I am not one for subbing fat with fat free or lower fat.
But, there are exceptions.

Our bodies need  a certain amount of fat to function well.
Our brain needs it.
Our cells need it.

There are fat soluble vitamins that need fat to help them do their job.
The ones that need fat are A,D, E, and K.
CoQ10 and lycopene are also fat soluble.
This is why it is best to have some fat in your salad dressings when you do eat salad.
The fat will help the nutrients absorb into your body better.

One reason that I may substitute a fat with something else is if there is some nutritional benefit.
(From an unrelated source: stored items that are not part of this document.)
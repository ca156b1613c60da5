//! Batch command - consolidate many statement files into one table.

use std::fs;
use std::io::{self, Write};
use std::path::{Path, PathBuf};
use std::time::Instant;

use clap::{Args, ValueEnum};
use console::style;
use glob::glob;
use indicatif::{ProgressBar, ProgressStyle};
use tracing::{debug, warn};

use extrato_core::export::headers;
use extrato_core::statement::rules::format_brl;
use extrato_core::{
    to_xlsx, BatchProcessor, ConsolidatedTable, ExtratoConfig, Layout, StatementCache,
    StatementFile,
};
use extrato_web::ApiProcessResponse;

/// Arguments for the batch command.
#[derive(Args)]
pub struct BatchArgs {
    /// Glob pattern matching the statement PDFs
    #[arg(required = true)]
    input: String,

    /// Statement layout (caixa, padrao2, bb); defaults to the configured one
    #[arg(short, long)]
    layout: Option<Layout>,

    /// Output file (default: layout-based .xlsx name, or stdout for csv/json)
    #[arg(short, long)]
    output: Option<PathBuf>,

    /// Output format
    #[arg(short, long, value_enum, default_value = "xlsx")]
    format: OutputFormat,

    /// Process duplicate files again instead of reusing their first result
    #[arg(long)]
    no_cache: bool,
}

#[derive(Clone, Copy, Debug, PartialEq, Eq, ValueEnum)]
pub enum OutputFormat {
    /// Excel workbook
    Xlsx,
    /// CSV table
    Csv,
    /// JSON records plus summary
    Json,
}

pub async fn run(args: BatchArgs, config_path: Option<&Path>) -> anyhow::Result<()> {
    let start = Instant::now();
    let config = ExtratoConfig::load_or_default(config_path)?;
    let layout = args.layout.unwrap_or(config.processing.default_layout);

    let paths = find_pdfs(&args.input)?;
    if paths.is_empty() {
        anyhow::bail!("No matching PDF files found for pattern: {}", args.input);
    }

    eprintln!(
        "{} Found {} files to process as {}",
        style("ℹ").blue(),
        paths.len(),
        layout
    );

    let files = paths
        .iter()
        .map(|path| read_statement(path))
        .collect::<anyhow::Result<Vec<_>>>()?;

    let pb = ProgressBar::new(files.len() as u64);
    pb.set_style(
        ProgressStyle::default_bar()
            .template("{spinner:.green} [{elapsed_precise}] [{bar:40.cyan/blue}] {pos}/{len} {msg}")?
            .progress_chars("=>-"),
    );

    let mut cache = StatementCache::new(config.processing.cache_capacity);
    let mut processor = BatchProcessor::new(layout);
    if config.processing.cache_enabled && !args.no_cache {
        processor = processor.with_cache(&mut cache);
    }

    let table = processor.run_with_progress(&files, |p| {
        pb.set_position(p.done as u64);
        pb.set_message(p.file_name.to_string());
    });
    pb.finish_with_message("Complete");

    write_output(&args, layout, &config, &table)?;
    print_summary(&table, start);

    Ok(())
}

/// Expand the pattern to PDF paths in sorted order.
fn find_pdfs(pattern: &str) -> anyhow::Result<Vec<PathBuf>> {
    let mut paths = Vec::new();
    for entry in glob(pattern)? {
        match entry {
            Ok(path) if is_pdf(&path) => paths.push(path),
            Ok(path) => debug!("Skipping non-PDF {}", path.display()),
            Err(e) => warn!("Unreadable glob entry: {}", e),
        }
    }
    paths.sort();
    Ok(paths)
}

fn is_pdf(path: &Path) -> bool {
    path.is_file()
        && path
            .extension()
            .and_then(|e| e.to_str())
            .is_some_and(|e| e.eq_ignore_ascii_case("pdf"))
}

fn read_statement(path: &Path) -> anyhow::Result<StatementFile> {
    let name = path
        .file_name()
        .and_then(|s| s.to_str())
        .unwrap_or("statement.pdf")
        .to_string();
    let data = fs::read(path)?;
    Ok(StatementFile::new(name, data))
}

fn write_output(
    args: &BatchArgs,
    layout: Layout,
    config: &ExtratoConfig,
    table: &ConsolidatedTable,
) -> anyhow::Result<()> {
    let content = match args.format {
        OutputFormat::Xlsx => to_xlsx(table, &config.export)?,
        OutputFormat::Csv => format_csv(table)?.into_bytes(),
        OutputFormat::Json => {
            let response = ApiProcessResponse::new(layout, table.clone());
            let mut json = serde_json::to_string_pretty(&response)?;
            json.push('\n');
            json.into_bytes()
        }
    };

    let output = match (&args.output, args.format) {
        (Some(path), _) => Some(path.clone()),
        (None, OutputFormat::Xlsx) => Some(PathBuf::from(config.export.file_name(layout))),
        (None, _) => None,
    };

    match output {
        Some(path) => {
            if let Some(parent) = path.parent().filter(|p| !p.as_os_str().is_empty()) {
                fs::create_dir_all(parent)?;
            }
            fs::write(&path, content)?;
            eprintln!("{} Output written to {}", style("✓").green(), path.display());
        }
        None => io::stdout().write_all(&content)?,
    }

    Ok(())
}

fn format_csv(table: &ConsolidatedTable) -> anyhow::Result<String> {
    let with_bank = table.has_bank();
    let mut wtr = csv::Writer::from_writer(vec![]);

    wtr.write_record(headers(table))?;

    for record in table {
        let mut row = vec![record.file_name.clone()];
        if with_bank {
            row.push(record.bank.clone().unwrap_or_default());
        }
        row.push(record.account.clone());
        for amount in [record.previous_balance, record.income, record.current_balance] {
            row.push(format!("{amount:.2}"));
        }
        wtr.write_record(&row)?;
    }

    let data = String::from_utf8(wtr.into_inner()?)?;
    Ok(data)
}

fn print_summary(table: &ConsolidatedTable, start: Instant) {
    let summary = table.summary();
    let failed: Vec<_> = table.iter().filter(|r| r.is_error()).collect();

    eprintln!();
    eprintln!(
        "{} Processed {} files in {:?}",
        style("✓").green(),
        summary.record_count,
        start.elapsed()
    );
    eprintln!("   Saldo Total:      {}", format_brl(summary.total_current_balance));
    eprintln!("   Rendimento Total: {}", format_brl(summary.total_income));
    eprintln!("   Contas:           {}", summary.distinct_accounts);

    if !failed.is_empty() {
        eprintln!();
        eprintln!("{}", style("Failed files:").red());
        for record in failed {
            eprintln!("  - {}: {}", record.file_name, record.account);
        }
    }
}
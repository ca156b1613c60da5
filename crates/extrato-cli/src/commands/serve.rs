//! Serve command - run the upload web interface.

use std::path::Path;

use clap::Args;
use console::style;

use extrato_core::{ExtratoConfig, Layout};

/// Arguments for the serve command.
#[derive(Args)]
pub struct ServeArgs {
    /// Address to bind to (overrides config)
    #[arg(long)]
    bind: Option<String>,

    /// Port to listen on (overrides config)
    #[arg(short, long)]
    port: Option<u16>,

    /// Layout preselected in the upload form
    #[arg(short, long)]
    layout: Option<Layout>,

    /// Disable the processed-file cache
    #[arg(long)]
    no_cache: bool,
}

pub async fn run(args: ServeArgs, config_path: Option<&Path>) -> anyhow::Result<()> {
    let mut config = ExtratoConfig::load_or_default(config_path)?;

    if let Some(bind) = args.bind {
        config.server.bind_addr = bind;
    }
    if let Some(port) = args.port {
        config.server.port = port;
    }
    if let Some(layout) = args.layout {
        config.processing.default_layout = layout;
    }
    if args.no_cache {
        config.processing.cache_enabled = false;
    }

    println!(
        "{} Serving on http://{}:{}",
        style("ℹ").blue(),
        config.server.bind_addr,
        config.server.port
    );

    extrato_web::run(config).await?;
    Ok(())
}
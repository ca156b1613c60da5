//! Consolidated table of statement records and its aggregates.

use std::collections::HashSet;

use serde::Serialize;

use crate::models::statement::StatementRecord;

/// Records in processing order. Aggregates are computed on demand.
#[derive(Debug, Clone, Default, PartialEq, Serialize)]
#[serde(transparent)]
pub struct ConsolidatedTable {
    records: Vec<StatementRecord>,
}

/// Headline numbers shown above the table.
#[derive(Debug, Clone, Copy, PartialEq, Serialize)]
pub struct TableSummary {
    pub record_count: usize,
    pub total_current_balance: f64,
    pub total_income: f64,
    pub distinct_accounts: usize,
}

impl ConsolidatedTable {
    pub fn new() -> Self {
        Self::default()
    }

    pub fn push(&mut self, record: StatementRecord) {
        self.records.push(record);
    }

    pub fn records(&self) -> &[StatementRecord] {
        &self.records
    }

    pub fn len(&self) -> usize {
        self.records.len()
    }

    pub fn is_empty(&self) -> bool {
        self.records.is_empty()
    }

    pub fn iter(&self) -> std::slice::Iter<'_, StatementRecord> {
        self.records.iter()
    }

    /// Whether any record names its bank, which adds a bank column.
    pub fn has_bank(&self) -> bool {
        self.records.iter().any(|r| r.bank.is_some())
    }

    pub fn total_current_balance(&self) -> f64 {
        self.records.iter().map(|r| r.current_balance).sum()
    }

    pub fn total_income(&self) -> f64 {
        self.records.iter().map(|r| r.income).sum()
    }

    /// Number of distinct account strings. Sentinels and error messages
    /// count as accounts too.
    pub fn distinct_accounts(&self) -> usize {
        self.records
            .iter()
            .map(|r| r.account.as_str())
            .collect::<HashSet<_>>()
            .len()
    }

    pub fn summary(&self) -> TableSummary {
        TableSummary {
            record_count: self.len(),
            total_current_balance: self.total_current_balance(),
            total_income: self.total_income(),
            distinct_accounts: self.distinct_accounts(),
        }
    }

    /// Current balance summed per account, in first-seen order, for the
    /// balance chart.
    pub fn balance_by_account(&self) -> Vec<(&str, f64)> {
        let mut bars: Vec<(&str, f64)> = Vec::new();
        for record in &self.records {
            match bars.iter_mut().find(|(account, _)| *account == record.account) {
                Some((_, total)) => *total += record.current_balance,
                None => bars.push((&record.account, record.current_balance)),
            }
        }
        bars
    }
}

impl FromIterator<StatementRecord> for ConsolidatedTable {
    fn from_iter<I: IntoIterator<Item = StatementRecord>>(iter: I) -> Self {
        Self {
            records: iter.into_iter().collect(),
        }
    }
}

impl<'a> IntoIterator for &'a ConsolidatedTable {
    type Item = &'a StatementRecord;
    type IntoIter = std::slice::Iter<'a, StatementRecord>;

    fn into_iter(self) -> Self::IntoIter {
        self.records.iter()
    }
}
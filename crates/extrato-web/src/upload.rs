//! Reading the multipart upload form.

use actix_multipart::Multipart;
use extrato_core::models::config::ServerConfig;
use extrato_core::{Layout, StatementFile};
use futures_util::TryStreamExt as _;
use tracing::debug;

use crate::error::WebError;

/// Form field carrying the layout slug or label.
pub const LAYOUT_FIELD: &str = "layout";
/// Form field carrying the PDF files.
pub const FILES_FIELD: &str = "files";
/// Size limit for parts that are not files.
pub const MAX_FIELD_SIZE: usize = 1024;

/// A parsed upload: one layout for the whole batch and its files in order.
#[derive(Debug)]
pub struct UploadBatch {
    pub layout: Layout,
    pub files: Vec<StatementFile>,
}

/// Drain the multipart stream.
///
/// Falls back to `default_layout` when the form has no layout field. Empty
/// file parts (an untouched file input) are skipped. File parts are capped at
/// `max_file_size`, other parts at [`MAX_FIELD_SIZE`], and the whole stream at
/// `max_request_size`.
pub async fn read_upload(
    mut payload: Multipart,
    default_layout: Layout,
    limits: &ServerConfig,
) -> Result<UploadBatch, WebError> {
    let mut layout = None;
    let mut files = Vec::new();
    let mut received = 0usize;

    while let Some(mut field) = payload.try_next().await? {
        let name = field.name().unwrap_or_default().to_string();
        let file_name = field
            .content_disposition()
            .and_then(|cd| cd.get_filename())
            .map(str::to_string);
        let limit = if file_name.is_some() {
            limits.max_file_size
        } else {
            MAX_FIELD_SIZE
        };

        let mut data = Vec::new();
        while let Some(chunk) = field.try_next().await? {
            received += chunk.len();
            if received > limits.max_request_size {
                return Err(WebError::TooLarge {
                    name: "upload".to_string(),
                    limit: limits.max_request_size,
                });
            }
            if data.len() + chunk.len() > limit {
                return Err(WebError::TooLarge {
                    name: file_name.unwrap_or(name),
                    limit,
                });
            }
            data.extend_from_slice(&chunk);
        }

        match (name.as_str(), file_name) {
            (LAYOUT_FIELD, _) => {
                let value = String::from_utf8_lossy(&data);
                layout = Some(value.parse::<Layout>()?);
            }
            (FILES_FIELD, Some(file_name)) if !file_name.is_empty() && !data.is_empty() => {
                debug!("Received {} ({} bytes)", file_name, data.len());
                files.push(StatementFile::new(file_name, data));
            }
            (other, _) => debug!("Ignoring form field {:?}", other),
        }
    }

    if files.is_empty() {
        return Err(WebError::NoFiles);
    }

    Ok(UploadBatch {
        layout: layout.unwrap_or(default_layout),
        files,
    })
}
Fruits and vegetable purees are good because of nutrients and fiber.
The general rule for fruit puree such as pear or apple is to use half the amount of puree that the recipe calls for in fat.
If you are using squash or pumpkin, you will want to use 3/4 of the stated amount of fat.

I have recently tried using avocado and that works. Some people recommend only using half the amount in avocado and half the amount in butter. Others say to use all.
I used all.
The texture was good.
The taste was a little different than with butter.
It also settled after a day and  the difference in the taste was less noticeable.
It idn’t taste like avocado.
Just different than when using butter.
I really think it would complement the taste of anything peanut butter.

No matter what you use, the taste will be slightly different.
Even butter from brand to brand can change the taste a little.

I do find that when making quick breads or muffins that olive oil is a great choice.
It just seems lighter.

Coconut oil, when using the virgin organic that is unrefined and not made using hexane, is a good choice. It compliments the taste of chocolate. It is also high in lauric acid which does a body good.

I also use butter, which is great in it’s own way.